[Opening Excerpted records section]
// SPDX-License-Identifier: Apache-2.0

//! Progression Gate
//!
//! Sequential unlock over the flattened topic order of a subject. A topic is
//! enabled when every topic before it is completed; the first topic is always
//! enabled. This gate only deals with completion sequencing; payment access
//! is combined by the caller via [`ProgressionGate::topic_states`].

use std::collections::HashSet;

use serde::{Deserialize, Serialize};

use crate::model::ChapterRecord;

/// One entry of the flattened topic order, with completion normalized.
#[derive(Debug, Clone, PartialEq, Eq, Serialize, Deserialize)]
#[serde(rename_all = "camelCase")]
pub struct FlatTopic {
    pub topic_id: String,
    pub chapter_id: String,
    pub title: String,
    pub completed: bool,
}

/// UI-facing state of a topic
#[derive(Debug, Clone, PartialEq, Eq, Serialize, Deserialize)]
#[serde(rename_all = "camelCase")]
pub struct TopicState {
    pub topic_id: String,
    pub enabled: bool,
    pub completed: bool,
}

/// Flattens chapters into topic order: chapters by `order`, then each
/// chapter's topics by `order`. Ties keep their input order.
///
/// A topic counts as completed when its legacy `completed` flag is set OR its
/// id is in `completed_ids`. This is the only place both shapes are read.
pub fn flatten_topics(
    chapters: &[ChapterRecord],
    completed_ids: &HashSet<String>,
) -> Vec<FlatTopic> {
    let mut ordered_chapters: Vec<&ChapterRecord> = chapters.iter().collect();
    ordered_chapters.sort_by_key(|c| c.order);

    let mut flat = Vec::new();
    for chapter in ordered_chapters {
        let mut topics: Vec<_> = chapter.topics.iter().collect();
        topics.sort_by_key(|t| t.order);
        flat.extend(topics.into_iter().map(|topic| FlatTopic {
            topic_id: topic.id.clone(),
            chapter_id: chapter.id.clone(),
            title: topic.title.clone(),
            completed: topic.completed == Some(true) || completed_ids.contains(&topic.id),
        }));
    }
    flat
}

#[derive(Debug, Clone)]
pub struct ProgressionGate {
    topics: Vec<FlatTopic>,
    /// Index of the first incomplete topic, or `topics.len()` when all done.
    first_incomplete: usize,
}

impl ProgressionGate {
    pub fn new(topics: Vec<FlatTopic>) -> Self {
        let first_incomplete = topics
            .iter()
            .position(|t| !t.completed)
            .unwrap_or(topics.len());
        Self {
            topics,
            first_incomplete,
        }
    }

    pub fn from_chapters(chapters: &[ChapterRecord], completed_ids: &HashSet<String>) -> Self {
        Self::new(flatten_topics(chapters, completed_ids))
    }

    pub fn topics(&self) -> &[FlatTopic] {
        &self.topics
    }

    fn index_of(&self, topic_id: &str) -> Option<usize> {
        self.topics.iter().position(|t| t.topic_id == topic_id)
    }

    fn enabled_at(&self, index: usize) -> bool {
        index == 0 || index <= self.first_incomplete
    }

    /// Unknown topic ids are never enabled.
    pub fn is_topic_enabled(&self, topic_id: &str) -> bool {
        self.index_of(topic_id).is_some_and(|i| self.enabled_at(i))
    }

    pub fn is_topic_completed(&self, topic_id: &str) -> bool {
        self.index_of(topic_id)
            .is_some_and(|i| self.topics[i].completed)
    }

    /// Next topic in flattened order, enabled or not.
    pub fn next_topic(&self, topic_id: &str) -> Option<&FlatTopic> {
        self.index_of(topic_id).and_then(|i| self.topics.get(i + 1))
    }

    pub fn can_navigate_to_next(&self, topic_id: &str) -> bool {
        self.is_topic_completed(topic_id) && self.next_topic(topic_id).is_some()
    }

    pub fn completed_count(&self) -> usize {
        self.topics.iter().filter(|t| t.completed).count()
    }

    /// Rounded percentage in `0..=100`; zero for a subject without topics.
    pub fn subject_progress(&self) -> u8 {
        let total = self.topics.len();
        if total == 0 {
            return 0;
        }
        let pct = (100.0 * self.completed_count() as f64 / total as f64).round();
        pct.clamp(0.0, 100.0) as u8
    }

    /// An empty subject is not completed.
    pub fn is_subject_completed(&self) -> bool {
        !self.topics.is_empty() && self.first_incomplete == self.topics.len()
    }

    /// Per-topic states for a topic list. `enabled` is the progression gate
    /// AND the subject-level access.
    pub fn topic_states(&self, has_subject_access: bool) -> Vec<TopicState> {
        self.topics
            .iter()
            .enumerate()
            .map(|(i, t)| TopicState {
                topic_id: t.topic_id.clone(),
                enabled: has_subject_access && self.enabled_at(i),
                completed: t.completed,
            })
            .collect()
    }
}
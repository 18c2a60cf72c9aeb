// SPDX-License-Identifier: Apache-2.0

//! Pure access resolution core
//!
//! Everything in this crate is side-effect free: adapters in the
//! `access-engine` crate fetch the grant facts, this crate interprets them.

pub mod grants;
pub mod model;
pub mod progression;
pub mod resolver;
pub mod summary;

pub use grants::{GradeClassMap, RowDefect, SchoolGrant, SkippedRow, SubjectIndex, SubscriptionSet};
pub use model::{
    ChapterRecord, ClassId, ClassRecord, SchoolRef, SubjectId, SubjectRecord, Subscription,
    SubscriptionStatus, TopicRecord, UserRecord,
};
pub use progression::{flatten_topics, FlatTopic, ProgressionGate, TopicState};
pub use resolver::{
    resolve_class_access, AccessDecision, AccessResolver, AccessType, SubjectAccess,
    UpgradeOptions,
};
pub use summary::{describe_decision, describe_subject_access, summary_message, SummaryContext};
[Closing Excerpted records section]
● **Task requirements**
Search the lines above for the string "total" and copy each line that has it.

● **Result below**
        let total = self.topics.len();
        if total == 0 {
        let pct = (100.0 * self.completed_count() as f64 / total as f64).round();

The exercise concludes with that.